Report how many lines in the data below hold the string "returned". Nothing else should appear in the answer.

*** Opening of Supplied data ***

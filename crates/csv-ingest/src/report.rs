//! Downloadable CSV of the rows a job could not import.

use csv::{QuoteStyle, Terminator, WriterBuilder};
use thiserror::Error;

use crate::db::{failed_row_repo, job_repo, Database, DatabaseError};

const REPORT_HEADER: &str = "rowNumber,name,email,phone,company,error\n";

#[derive(Error, Debug)]
pub enum ReportError {
    #[error("No failed rows to generate report for job {job_id}")]
    NoFailedRows { job_id: String },

    #[error("Job not found: {0}")]
    JobNotFound(String),

    #[error("Failed to write report: {0}")]
    Csv(#[from] csv::Error),

    #[error(transparent)]
    Database(#[from] DatabaseError),
}

/// Renders the failed rows of a job, ordered by row number.
///
/// Every data field is quoted with embedded quotes doubled; absent values are
/// written as `""`.
pub fn error_report_csv(db: &Database, job_id: &str) -> Result<String, ReportError> {
    let (job, rows) = db.with_conn(|c| {
        let job = job_repo::find_by_id(c, job_id)?;
        let rows = failed_row_repo::find_by_job(c, job_id)?;
        Ok((job, rows))
    })?;

    if job.is_none() {
        return Err(ReportError::JobNotFound(job_id.to_string()));
    }
    if rows.is_empty() {
        return Err(ReportError::NoFailedRows {
            job_id: job_id.to_string(),
        });
    }

    let mut writer = WriterBuilder::new()
        .has_headers(false)
        .quote_style(QuoteStyle::Always)
        .terminator(Terminator::Any(b'\n'))
        .from_writer(REPORT_HEADER.as_bytes().to_vec());

    for row in &rows {
        writer.write_record([
            row.row_number.to_string().as_str(),
            row.name.as_deref().unwrap_or_default(),
            row.email.as_deref().unwrap_or_default(),
            row.phone.as_deref().unwrap_or_default(),
            row.company.as_deref().unwrap_or_default(),
            row.error.as_str(),
        ])?;
    }

    let bytes = writer
        .into_inner()
        .map_err(|e| csv::Error::from(e.into_error()))?;

    log::debug!("Error report for job {}: {} row(s)", job_id, rows.len());

    Ok(String::from_utf8_lossy(&bytes).into_owned())
}
//! Transactional persistence of validated rows.
//!
//! A batch is first written as one transaction. If that fails, every row is
//! retried in a transaction of its own so a single bad row cannot sink its
//! neighbours; rows that still fail become failed-row records.

use tracing::warn;

use crate::db::customer_repo::{self, NewCustomer};
use crate::db::failed_row_repo::{self, NewFailedRow};
use crate::db::{job_repo, Database, DatabaseError};
use crate::sanitize::SanitizedRow;

use super::context::PipelineContext;

/// A validated row waiting to be committed.
#[derive(Debug, Clone, PartialEq, Eq)]
pub struct PendingRow {
    pub index: usize,
    pub row_number: u64,
    pub row: SanitizedRow,
}

impl PendingRow {
    fn customer(&self) -> NewCustomer<'_> {
        NewCustomer {
            name: &self.row.name,
            email: &self.row.email,
            phone: self.row.phone.as_deref(),
            company: &self.row.company,
        }
    }
}

/// Result of [`BatchCommitter::commit`].
#[derive(Debug, Clone, Copy, Default, PartialEq, Eq)]
pub struct CommitSummary {
    pub committed: u64,
    pub failed: u64,
    /// True when the batch transaction failed and rows were retried one by one.
    pub fell_back: bool,
}

pub struct BatchCommitter<'a> {
    db: &'a Database,
}

impl<'a> BatchCommitter<'a> {
    pub fn new(db: &'a Database) -> Self {
        Self { db }
    }

    /// Inserts every row and advances the job's counters in one transaction.
    /// On error nothing is written and `ctx` is unchanged.
    pub fn commit_batch(
        &self,
        rows: &[PendingRow],
        ctx: &mut PipelineContext,
    ) -> Result<(), DatabaseError> {
        if rows.is_empty() {
            return Ok(());
        }

        let customers: Vec<NewCustomer<'_>> = rows.iter().map(PendingRow::customer).collect();
        let previous = ctx.counters;
        ctx.record_successes(rows.len() as u64);

        let result = self.db.with_transaction(|tx| {
            customer_repo::insert_many(tx, ctx.job_id(), &customers)?;
            job_repo::update_progress(tx, ctx.job_id(), &ctx.job_progress())
        });

        if result.is_err() {
            ctx.counters = previous;
        }
        result
    }

    /// Inserts one row and advances the counters by one, in one transaction.
    pub fn commit_single(
        &self,
        row: &PendingRow,
        ctx: &mut PipelineContext,
    ) -> Result<(), DatabaseError> {
        let previous = ctx.counters;
        ctx.record_successes(1);

        let result = self.db.with_transaction(|tx| {
            customer_repo::insert(tx, ctx.job_id(), &row.customer())?;
            job_repo::update_progress(tx, ctx.job_id(), &ctx.job_progress())
        });

        if result.is_err() {
            ctx.counters = previous;
        }
        result
    }

    /// Commits `rows` as a batch, falling back to row-by-row on failure.
    ///
    /// Only an error while recording a row's failure is returned; a row that
    /// cannot be inserted is counted as failed and processing continues.
    pub fn commit(
        &self,
        rows: &[PendingRow],
        ctx: &mut PipelineContext,
    ) -> Result<CommitSummary, DatabaseError> {
        let batch_error = match self.commit_batch(rows, ctx) {
            Ok(()) => {
                return Ok(CommitSummary {
                    committed: rows.len() as u64,
                    ..Default::default()
                })
            }
            Err(e) => e,
        };

        warn!(
            "Batch of {} rows failed for job {}, falling back to row-by-row: {}",
            rows.len(),
            ctx.job_id(),
            batch_error
        );

        let mut summary = CommitSummary {
            fell_back: true,
            ..Default::default()
        };
        for row in rows {
            match self.commit_single(row, ctx) {
                Ok(()) => summary.committed += 1,
                Err(e) => {
                    let message = fallback_error(row.row_number, &e);
                    warn!("{}", message);
                    self.record_row_failure(row, &message, ctx)?;
                    summary.failed += 1;
                }
            }
        }
        Ok(summary)
    }

    /// Writes the failed-row record and the incremented counters together.
    fn record_row_failure(
        &self,
        row: &PendingRow,
        message: &str,
        ctx: &mut PipelineContext,
    ) -> Result<(), DatabaseError> {
        let previous = (ctx.counters, ctx.errors.clone());
        ctx.record_failure();
        ctx.errors.push(message.to_string());

        let failed = NewFailedRow {
            row_number: row.row_number,
            name: Some(row.row.name.as_str()),
            email: Some(row.row.email.as_str()),
            phone: row.row.phone.as_deref(),
            company: Some(row.row.company.as_str()),
            error: message,
        };
        let result = self.db.with_transaction(|tx| {
            failed_row_repo::insert(tx, ctx.job_id(), &failed)?;
            job_repo::update_progress(tx, ctx.job_id(), &ctx.job_progress())
        });

        if result.is_err() {
            (ctx.counters, ctx.errors) = previous;
        }
        result
    }
}

/// Failure text for a row rejected during row-by-row fallback. Validated rows
/// only trip a constraint when another writer took the email after the
/// existence snapshot.
fn fallback_error(row_number: u64, err: &DatabaseError) -> String {
    if err.is_constraint_violation() {
        format!(
            "Row {}: Database error - Email already exists in database",
            row_number
        )
    } else {
        format!("Row {}: Database error - {}", row_number, err)
    }
}
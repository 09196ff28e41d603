use std::sync::atomic::{AtomicBool, Ordering};
use std::sync::Arc;
use std::thread::{self, JoinHandle};
use std::time::Duration;

use crossbeam_channel::{bounded, Receiver, RecvTimeoutError, Sender};
use log::{debug, error, info, warn};

use crate::error::WorkerError;
use crate::pipeline::{Pipeline, ProgressReporter};

use super::job::JobResult;
use super::queue::{Delivery, JobQueue};

const POLL_INTERVAL: Duration = Duration::from_millis(100);
const RESULT_CAPACITY: usize = 16;

/// Single consumer of a [`JobQueue`]. Jobs run strictly one after another on
/// a dedicated thread.
pub struct Worker {
    result_receiver: Receiver<JobResult>,
    handle: JoinHandle<()>,
    shutdown: Arc<AtomicBool>,
}

impl Worker {
    pub fn spawn(
        pipeline: Pipeline,
        queue: JobQueue,
        progress: Arc<dyn ProgressReporter>,
    ) -> Result<Self, WorkerError> {
        let (result_sender, result_receiver) = bounded::<JobResult>(RESULT_CAPACITY);
        let shutdown = Arc::new(AtomicBool::new(false));
        let shutdown_flag = Arc::clone(&shutdown);

        let handle = thread::Builder::new()
            .name("csv-ingest-worker".to_string())
            .spawn(move || run_worker(pipeline, queue, result_sender, shutdown_flag, progress))
            .map_err(|e| WorkerError::SpawnFailed(e.to_string()))?;

        info!("Worker started");

        Ok(Self {
            result_receiver,
            handle,
            shutdown,
        })
    }

    /// Blocks until the worker reports on a delivery.
    pub fn recv_result(&self) -> Option<JobResult> {
        self.result_receiver.recv().ok()
    }

    pub fn recv_result_timeout(&self, timeout: Duration) -> Option<JobResult> {
        self.result_receiver.recv_timeout(timeout).ok()
    }

    /// Flag that stops the worker between deliveries once set. A job already
    /// running finishes first.
    pub fn shutdown_handle(&self) -> Arc<AtomicBool> {
        Arc::clone(&self.shutdown)
    }

    pub fn shutdown(&self) {
        info!("Shutting down worker...");
        self.shutdown.store(true, Ordering::Relaxed);
    }

    pub fn is_shutdown(&self) -> bool {
        self.shutdown.load(Ordering::Relaxed)
    }

    pub fn wait(self) {
        self.shutdown.store(true, Ordering::Relaxed);
        // Unblocks a worker stuck sending a result nobody reads.
        drop(self.result_receiver);

        if let Err(e) = self.handle.join() {
            error!("Worker panicked: {:?}", e);
        } else {
            info!("Worker stopped");
        }
    }
}

fn run_worker(
    pipeline: Pipeline,
    queue: JobQueue,
    result_sender: Sender<JobResult>,
    shutdown: Arc<AtomicBool>,
    progress: Arc<dyn ProgressReporter>,
) {
    debug!("Worker loop started");

    loop {
        if shutdown.load(Ordering::Relaxed) {
            debug!("Worker received shutdown signal");
            break;
        }

        let delivery = match queue.receiver().recv_timeout(POLL_INTERVAL) {
            Ok(delivery) => delivery,
            Err(RecvTimeoutError::Timeout) => continue,
            Err(RecvTimeoutError::Disconnected) => {
                debug!("Job queue disconnected");
                break;
            }
        };

        let mut next = Some(delivery);
        while let Some(delivery) = next.take() {
            let (result, inline_retry) = process_delivery(&pipeline, &queue, delivery, &*progress);
            if let Err(e) = result_sender.send(result) {
                error!("Failed to send job result: {}", e);
                return;
            }
            next = inline_retry;
        }
    }

    debug!("Worker loop stopped");
}

/// Runs one delivery. A retryable failure is put back on the queue; if the
/// queue is full the delivery is returned to be run immediately.
fn process_delivery(
    pipeline: &Pipeline,
    queue: &JobQueue,
    delivery: Delivery,
    progress: &dyn ProgressReporter,
) -> (JobResult, Option<Delivery>) {
    info!(
        "Starting job {} (attempt {}/{})",
        delivery.job.job_id,
        delivery.attempt,
        queue.max_attempts()
    );

    let error = match pipeline.run(&delivery.job, progress) {
        Ok(outcome) => {
            info!(
                "Job {} finished as {}: {} success, {} failed",
                outcome.job_id, outcome.status, outcome.success_count, outcome.failed_count
            );
            return (
                JobResult::success(&delivery.job, delivery.attempt, outcome),
                None,
            );
        }
        Err(e) => e,
    };

    let retry = error.is_retryable() && queue.should_retry(&delivery);
    if !retry {
        error!(
            "Job {} failed permanently after {} attempt(s): {}",
            delivery.job.job_id, delivery.attempt, error
        );
        return (
            JobResult::failure(&delivery.job, delivery.attempt, error.to_string(), false),
            None,
        );
    }

    warn!(
        "Job {} failed on attempt {}, retrying: {}",
        delivery.job.job_id, delivery.attempt, error
    );
    let result = JobResult::failure(&delivery.job, delivery.attempt, error.to_string(), true);
    match queue.redeliver(delivery) {
        Ok(()) => (result, None),
        Err(next) => {
            debug!("Queue full, retrying job {} in place", next.job.job_id);
            (result, Some(next))
        }
    }
}

#[cfg(test)]
mod tests {
    use super::*;
    use crate::broadcast::JobStatus;
    use crate::db::{job_repo, Database};
    use crate::pipeline::{NoopProgress, PipelineConfig};
    use crate::worker::job::QueuedJob;
    use std::path::{Path, PathBuf};
    use tempfile::TempDir;

    fn start(db: &Database, queue: &JobQueue) -> Worker {
        let pipeline = Pipeline::new(db.clone(), Arc::new(PipelineConfig::default()));
        Worker::spawn(pipeline, queue.clone(), Arc::new(NoopProgress)).unwrap()
    }

    fn queued(db: &Database, path: &Path) -> QueuedJob {
        let job = db
            .with_conn(|c| job_repo::create(c, "w.csv", &path.display().to_string()))
            .unwrap();
        QueuedJob::new(&job.id, path.to_path_buf())
    }

    #[test]
    fn test_worker_start_and_stop() {
        let db = Database::open_in_memory().unwrap();
        let queue = JobQueue::new(4, 3);
        let worker = start(&db, &queue);

        assert!(!worker.is_shutdown());
        worker.shutdown();
        assert!(worker.is_shutdown());
        worker.wait();
    }

    #[test]
    fn test_processes_job() {
        let dir = TempDir::new().unwrap();
        let path = dir.path().join("w.csv");
        std::fs::write(&path, "name,email,phone,company\nA,a@x.com,,Co\n").unwrap();

        let db = Database::open_in_memory().unwrap();
        let queue = JobQueue::new(4, 3);
        let worker = start(&db, &queue);

        let job = queued(&db, &path);
        queue.enqueue(job.clone()).unwrap();

        let result = worker.recv_result().unwrap();
        assert!(result.is_final());
        assert_eq!(result.attempt, 1);
        let outcome = result.outcome.unwrap();
        assert_eq!(outcome.status, JobStatus::Completed);
        assert_eq!(outcome.success_count, 1);

        worker.wait();
    }

    #[test]
    fn test_retryable_failure_is_redelivered_until_limit() {
        let db = Database::open_in_memory().unwrap();
        let queue = JobQueue::new(4, 3);
        let worker = start(&db, &queue);

        let job = queued(&db, &PathBuf::from("/nonexistent/missing.csv"));
        queue.enqueue(job).unwrap();

        let attempts: Vec<JobResult> = (0..3).filter_map(|_| worker.recv_result()).collect();
        assert_eq!(
            attempts.iter().map(|r| r.attempt).collect::<Vec<_>>(),
            vec![1, 2, 3]
        );
        assert!(attempts[..2].iter().all(|r| r.will_retry));
        assert!(attempts[2].is_final());
        assert!(attempts[2].error.is_some());

        worker.wait();
    }

    #[test]
    fn test_structural_failure_is_not_retried() {
        let dir = TempDir::new().unwrap();
        let path = dir.path().join("cols.csv");
        std::fs::write(&path, "name,email\nA,a@x.com\n").unwrap();

        let db = Database::open_in_memory().unwrap();
        let queue = JobQueue::new(4, 3);
        let worker = start(&db, &queue);

        queue.enqueue(queued(&db, &path)).unwrap();

        let result = worker.recv_result().unwrap();
        assert!(result.is_final());
        assert_eq!(result.attempt, 1);
        assert!(result.error.unwrap().contains("phone, company"));

        worker.wait();
    }
}
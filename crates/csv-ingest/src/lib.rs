pub mod broadcast;
pub mod config;
pub mod db;
pub mod error;
pub mod pipeline;
pub mod reader;
pub mod report;
pub mod sanitize;
pub mod validator;
pub mod worker;

pub use broadcast::{JobProgressBroadcaster, JobProgressEvent, JobStatus};
pub use config::{load_config, IngestConfig};
pub use db::{Database, DatabaseError};
pub use error::{ConfigError, IngestError, Result, WorkerError};
pub use pipeline::{Pipeline, PipelineConfig, PipelineContext, PipelineError};
pub use report::{error_report_csv, ReportError};
pub use worker::{recover_crashed_jobs, submit_upload, JobQueue, QueuedJob, Worker};
use std::path::PathBuf;
use thiserror::Error;

use crate::pipeline::PipelineError;
use crate::report::ReportError;

#[derive(Error, Debug)]
pub enum IngestError {
    #[error("Configuration error: {0}")]
    Config(#[from] ConfigError),

    #[error("Database error: {0}")]
    Database(#[from] crate::db::DatabaseError),

    #[error("Pipeline error: {0}")]
    Pipeline(#[from] PipelineError),

    #[error("Worker error: {0}")]
    Worker(#[from] WorkerError),

    #[error("Report error: {0}")]
    Report(#[from] ReportError),
}

#[derive(Error, Debug)]
pub enum ConfigError {
    #[error("Failed to read config file '{path}': {source}")]
    ReadFile {
        path: PathBuf,
        #[source]
        source: std::io::Error,
    },

    #[error("Failed to parse config JSON: {0}")]
    ParseJson(#[from] serde_json::Error),

    #[error("Config validation failed: {message}")]
    Validation { message: String },

    #[error("Schema validation failed: {errors}")]
    SchemaValidation { errors: String },
}

#[derive(Error, Debug)]
pub enum WorkerError {
    #[error("Failed to spawn worker: {0}")]
    SpawnFailed(String),

    #[error("Job queue closed unexpectedly")]
    ChannelClosed,

    #[error("Not a file path: {}", .0.display())]
    InvalidUpload(PathBuf),
}

pub type Result<T> = std::result::Result<T, IngestError>;
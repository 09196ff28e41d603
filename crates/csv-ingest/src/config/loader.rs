use std::path::{Path, PathBuf};

use crate::config::schema::{IngestConfig, DATABASE_ENV};
use crate::db::customer_repo::MAX_LOOKUP_EMAILS;
use crate::error::ConfigError;

const SCHEMA_JSON: &str = include_str!("../../../../schema/config-v1.json");

pub fn load_config<P: AsRef<Path>>(path: P) -> Result<IngestConfig, ConfigError> {
    let path = path.as_ref();
    let content = std::fs::read_to_string(path).map_err(|e| ConfigError::ReadFile {
        path: path.to_path_buf(),
        source: e,
    })?;

    load_config_from_str(&content)
}

pub fn load_config_from_str(content: &str) -> Result<IngestConfig, ConfigError> {
    let json_value: serde_json::Value = serde_json::from_str(content)?;

    validate_schema(&json_value)?;

    let mut config: IngestConfig = serde_json::from_value(json_value)?;

    apply_env_overrides(&mut config);
    validate_config(&config)?;

    Ok(config)
}

/// Defaults plus environment overrides, for runs without a config file.
pub fn config_from_env() -> Result<IngestConfig, ConfigError> {
    let mut config = IngestConfig::default();
    apply_env_overrides(&mut config);
    validate_config(&config)?;
    Ok(config)
}

fn apply_env_overrides(config: &mut IngestConfig) {
    if let Ok(path) = std::env::var(DATABASE_ENV) {
        let path = path.trim();
        if !path.is_empty() {
            log::debug!("{} overrides database path", DATABASE_ENV);
            config.database_path = Some(PathBuf::from(path));
        }
    }
}

fn validate_schema(json_value: &serde_json::Value) -> Result<(), ConfigError> {
    let schema: serde_json::Value =
        serde_json::from_str(SCHEMA_JSON).map_err(|e| ConfigError::Validation {
            message: format!("Invalid embedded schema JSON: {}", e),
        })?;

    let validator = jsonschema::validator_for(&schema).map_err(|e| ConfigError::Validation {
        message: format!("Failed to compile JSON schema: {}", e),
    })?;

    let error_messages: Vec<String> = validator
        .iter_errors(json_value)
        .map(|e| e.to_string())
        .collect();
    if !error_messages.is_empty() {
        return Err(ConfigError::SchemaValidation {
            errors: error_messages.join("; "),
        });
    }

    Ok(())
}

fn validate_config(config: &IngestConfig) -> Result<(), ConfigError> {
    let sizes = [
        ("batchSize", config.batch_size as u64),
        ("emitInterval", config.emit_interval),
        ("errorLogLimit", config.error_log_limit as u64),
        ("emailLookupChunk", config.email_lookup_chunk as u64),
        ("maxAttempts", u64::from(config.max_attempts)),
        ("broadcastCapacity", config.broadcast_capacity as u64),
        ("queueCapacity", config.queue_capacity as u64),
    ];
    if let Some((name, _)) = sizes.iter().find(|(_, value)| *value == 0) {
        return Err(ConfigError::Validation {
            message: format!("{} must be greater than 0", name),
        });
    }

    if config.email_lookup_chunk > MAX_LOOKUP_EMAILS {
        return Err(ConfigError::Validation {
            message: format!("emailLookupChunk must be at most {}", MAX_LOOKUP_EMAILS),
        });
    }

    if let Some(path) = &config.database_path {
        if path.as_os_str().is_empty() {
            return Err(ConfigError::Validation {
                message: "databasePath must not be empty".to_string(),
            });
        }
    }

    Ok(())
}
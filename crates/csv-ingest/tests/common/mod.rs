//! Shared test utilities for csv-ingest integration tests.
//!
//! This module provides:
//! - `TestHarness` for running jobs against an in-memory database
//! - `CsvBuilder` for writing upload files programmatically

pub mod builders;
pub mod harness;

pub use builders::*;
pub use harness::TestHarness;
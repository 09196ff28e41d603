//! Batch transactions that fail at commit time fall back to row-by-row
//! commits, isolating the offending row.

mod common;

use std::sync::atomic::{AtomicBool, Ordering};

use common::{CsvBuilder, TestHarness};

use csv_ingest::broadcast::{JobProgressEvent, JobStatus};
use csv_ingest::db::customer_repo::{self, NewCustomer};
use csv_ingest::db::{job_repo, Database};
use csv_ingest::pipeline::{PipelineConfig, ProgressReporter};

/// Inserts a customer owning `email` the first time a processing event with
/// a known total arrives, after the validator already checked the file.
struct ConflictInjector {
    db: Database,
    email: &'static str,
    fired: AtomicBool,
}

impl ProgressReporter for ConflictInjector {
    fn report(&self, event: JobProgressEvent) {
        if event.status != JobStatus::Processing || event.total_rows == 0 {
            return;
        }
        if self.fired.swap(true, Ordering::SeqCst) {
            return;
        }
        self.db
            .with_transaction(|tx| {
                let other = job_repo::create(tx, "other.csv", "/uploads/other.csv")?;
                customer_repo::insert(
                    tx,
                    &other.id,
                    &NewCustomer {
                        name: "Concurrent",
                        email: self.email,
                        phone: None,
                        company: "Elsewhere",
                    },
                )
            })
            .unwrap();
    }
}

#[test]
fn test_fallback_isolates_conflicting_row() {
    let harness = TestHarness::with_config(PipelineConfig {
        batch_size: 5,
        emit_interval: 1,
        ..PipelineConfig::default()
    });
    let csv = CsvBuilder::new().customers("row", 5).build();
    let job = harness.create_job(harness.write_csv("race.csv", &csv));

    let injector = ConflictInjector {
        db: harness.db.clone(),
        email: "row2@example.com",
        fired: AtomicBool::new(false),
    };
    let outcome = harness.run_with(&job, &injector).unwrap();

    assert_eq!(outcome.status, JobStatus::Completed);
    assert_eq!(outcome.success_count, 4);
    assert_eq!(outcome.failed_count, 1);

    let failed = harness.failed_rows(&job.job_id);
    assert_eq!(failed.len(), 1);
    // Third data row, file line 4.
    assert_eq!(failed[0].row_number, 4);
    assert_eq!(failed[0].email.as_deref(), Some("row2@example.com"));
    assert_eq!(
        failed[0].error,
        "Row 4: Database error - Email already exists in database"
    );

    let emails: Vec<String> = harness
        .customers(&job.job_id)
        .into_iter()
        .map(|c| c.email)
        .collect();
    assert_eq!(
        emails,
        vec![
            "row0@example.com",
            "row1@example.com",
            "row3@example.com",
            "row4@example.com"
        ]
    );

    let row = harness.job(&job.job_id);
    assert_eq!(row.processed_rows, 5);
    assert_eq!(row.success_count + row.failed_count, row.total_rows);
}

#[test]
fn test_clean_batches_do_not_fall_back() {
    let harness = TestHarness::with_config(PipelineConfig {
        batch_size: 3,
        ..PipelineConfig::default()
    });
    let csv = CsvBuilder::new().customers("ok", 10).build();

    let (job, result) = harness.run_csv("ok.csv", &csv);
    let outcome = result.unwrap();

    assert_eq!(outcome.success_count, 10);
    assert!(harness.failed_rows(&job.job_id).is_empty());
}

*** Close of Supplied data ***

_The answer_. 2